- [What is required] Starting at the first line below, copy through to the last line exactly.

-------------------------

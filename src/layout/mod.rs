// Copyright 2026 The Dynagraph Authors. All rights reserved.
// Use of this source code is governed by the Apache License,
// Version 2.0, that can be found in the LICENSE file.

//! Automatic node placement by spring relaxation over the full pairwise
//! graph: short stiff springs between linked nodes, long weak springs
//! between unlinked ones.

pub mod config;
mod spring;

use std::collections::{BTreeMap, BTreeSet};
use std::ops::{Add, Sub};

pub use self::config::LayoutConfig;

#[derive(Copy, Clone, Debug, Default, PartialEq)]
pub struct Position {
    pub x: f64,
    pub y: f64,
}

impl Position {
    pub fn new(x: f64, y: f64) -> Self {
        Position { x, y }
    }

    pub fn norm(&self) -> f64 {
        (self.x * self.x + self.y * self.y).sqrt()
    }
}

impl Add for Position {
    type Output = Position;
    fn add(self, rhs: Position) -> Position {
        Position::new(self.x + rhs.x, self.y + rhs.y)
    }
}

impl Sub for Position {
    type Output = Position;
    fn sub(self, rhs: Position) -> Position {
        Position::new(self.x - rhs.x, self.y - rhs.y)
    }
}

#[derive(Copy, Clone, Debug)]
pub struct LayoutNode {
    pub center: Position,
    pub fixed: bool,
}

/// Repositions the nodes named in `targets` in place.  Fixed nodes and
/// nodes outside `targets` act as anchors; they are never moved.
pub fn arrange(
    nodes: &mut BTreeMap<char, LayoutNode>,
    targets: &BTreeSet<char>,
    adjacency: &BTreeMap<char, BTreeSet<char>>,
    radius: f64,
    config: &LayoutConfig,
) {
    spring::relax(nodes, targets, adjacency, radius, config);
}
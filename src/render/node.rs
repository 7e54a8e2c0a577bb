// Copyright 2026 The Dynagraph Authors. All rights reserved.
// Use of this source code is governed by the Apache License,
// Version 2.0, that can be found in the LICENSE file.

use crate::render::common::{Color, Point};
use crate::render::params::RenderParams;
use crate::render::tag::Tag;

/// A node as the renderer sees it: geometry and style captured at creation
/// time, plus the pending tag for the next animation step.
#[derive(Clone, Debug)]
pub struct SceneNode {
    id: u32,
    name: char,
    pub value: Option<u8>,
    pub center: Point,
    pub fixed: bool,
    pub radius: u32,
    pub fill_color: Color,
    pub stroke_color: Color,
    pub text_color: Color,
    pub stroke_width: u32,
    pub tag: Option<Tag>,
}

impl SceneNode {
    pub fn new(
        id: u32,
        name: char,
        value: Option<u8>,
        center: Point,
        fixed: bool,
        params: &RenderParams,
    ) -> Self {
        SceneNode {
            id,
            name,
            value,
            center,
            fixed,
            radius: params.radius_node,
            fill_color: params.color_node_fill,
            stroke_color: params.color_node_stroke,
            text_color: params.color_text,
            stroke_width: params.stroke_width_node,
            tag: Some(Tag::Created(params.color_tag_created)),
        }
    }

    pub fn name(&self) -> char {
        self.name
    }

    /// SVG id of the node's group element; unique for the lifetime of the
    /// document even if the same name is deleted and re-added.
    pub fn svg_id(&self) -> String {
        format!("n{}", self.id)
    }

    /// Stroke color with the pending tag applied.
    pub fn stroke_color_tagged(&self) -> Color {
        match self.tag {
            Some(tag) => tag.color(),
            None => self.stroke_color,
        }
    }

    /// Stroke width with the pending tag applied; selection doubles it.
    pub fn stroke_width_tagged(&self) -> u32 {
        match self.tag {
            Some(Tag::Selected(_)) => self.stroke_width * 2,
            _ => self.stroke_width,
        }
    }

    pub fn is_deleted(&self) -> bool {
        matches!(self.tag, Some(Tag::Deleted(_)))
    }

    pub fn is_created(&self) -> bool {
        matches!(self.tag, Some(Tag::Created(_)))
    }
}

-------------------------

- [Exercise solution]
filename src/layout/mod.rs
// Copyright 2026 The Dynagraph Authors. All rights reserved.
// Use of this source code is governed by the Apache License,
// Version 2.0, that can be found in the LICENSE file.

//! Automatic node placement by spring relaxation over the full pairwise
//! graph: short stiff springs between linked nodes, long weak springs
//! between unlinked ones.

pub mod config;
mod spring;

use std::collections::{BTreeMap, BTreeSet};
use std::ops::{Add, Sub};

pub use self::config::LayoutConfig;

#[derive(Copy, Clone, Debug, Default, PartialEq)]
pub struct Position {
    pub x: f64,
    pub y: f64,
}

impl Position {
    pub fn new(x: f64, y: f64) -> Self {
        Position { x, y }
    }

    pub fn norm(&self) -> f64 {
        (self.x * self.x + self.y * self.y).sqrt()
    }
}

impl Add for Position {
    type Output = Position;
    fn add(self, rhs: Position) -> Position {
        Position::new(self.x + rhs.x, self.y + rhs.y)
    }
}

impl Sub for Position {
    type Output = Position;
    fn sub(self, rhs: Position) -> Position {
        Position::new(self.x - rhs.x, self.y - rhs.y)
    }
}

#[derive(Copy, Clone, Debug)]
pub struct LayoutNode {
    pub center: Position,
    pub fixed: bool,
}

/// Repositions the nodes named in `targets` in place.  Fixed nodes and
/// nodes outside `targets` act as anchors; they are never moved.
pub fn arrange(
    nodes: &mut BTreeMap<char, LayoutNode>,
    targets: &BTreeSet<char>,
    adjacency: &BTreeMap<char, BTreeSet<char>>,
    radius: f64,
    config: &LayoutConfig,
) {
    spring::relax(nodes, targets, adjacency, radius, config);
}
filename src/render/node.rs
repository 7e54a8e2c0a577bb
// Copyright 2026 The Dynagraph Authors. All rights reserved.
// Use of this source code is governed by the Apache License,
// Version 2.0, that can be found in the LICENSE file.

use crate::render::common::{Color, Point};
use crate::render::params::RenderParams;
use crate::render::tag::Tag;

/// A node as the renderer sees it: geometry and style captured at creation
/// time, plus the pending tag for the next animation step.
#[derive(Clone, Debug)]
pub struct SceneNode {
    id: u32,
    name: char,
    pub value: Option<u8>,
    pub center: Point,
    pub fixed: bool,
    pub radius: u32,
    pub fill_color: Color,
    pub stroke_color: Color,
    pub text_color: Color,
    pub stroke_width: u32,
    pub tag: Option<Tag>,
}

impl SceneNode {
    pub fn new(
        id: u32,
        name: char,
        value: Option<u8>,
        center: Point,
        fixed: bool,
        params: &RenderParams,
    ) -> Self {
        SceneNode {
            id,
            name,
            value,
            center,
            fixed,
            radius: params.radius_node,
            fill_color: params.color_node_fill,
            stroke_color: params.color_node_stroke,
            text_color: params.color_text,
            stroke_width: params.stroke_width_node,
            tag: Some(Tag::Created(params.color_tag_created)),
        }
    }

    pub fn name(&self) -> char {
        self.name
    }

    /// SVG id of the node's group element; unique for the lifetime of the
    /// document even if the same name is deleted and re-added.
    pub fn svg_id(&self) -> String {
        format!("n{}", self.id)
    }

    /// Stroke color with the pending tag applied.
    pub fn stroke_color_tagged(&self) -> Color {
        match self.tag {
            Some(tag) => tag.color(),
            None => self.stroke_color,
        }
    }

    /// Stroke width with the pending tag applied; selection doubles it.
    pub fn stroke_width_tagged(&self) -> u32 {
        match self.tag {
            Some(Tag::Selected(_)) => self.stroke_width * 2,
            _ => self.stroke_width,
        }
    }

    pub fn is_deleted(&self) -> bool {
        matches!(self.tag, Some(Tag::Deleted(_)))
    }

    pub fn is_created(&self) -> bool {
        matches!(self.tag, Some(Tag::Created(_)))
    }
}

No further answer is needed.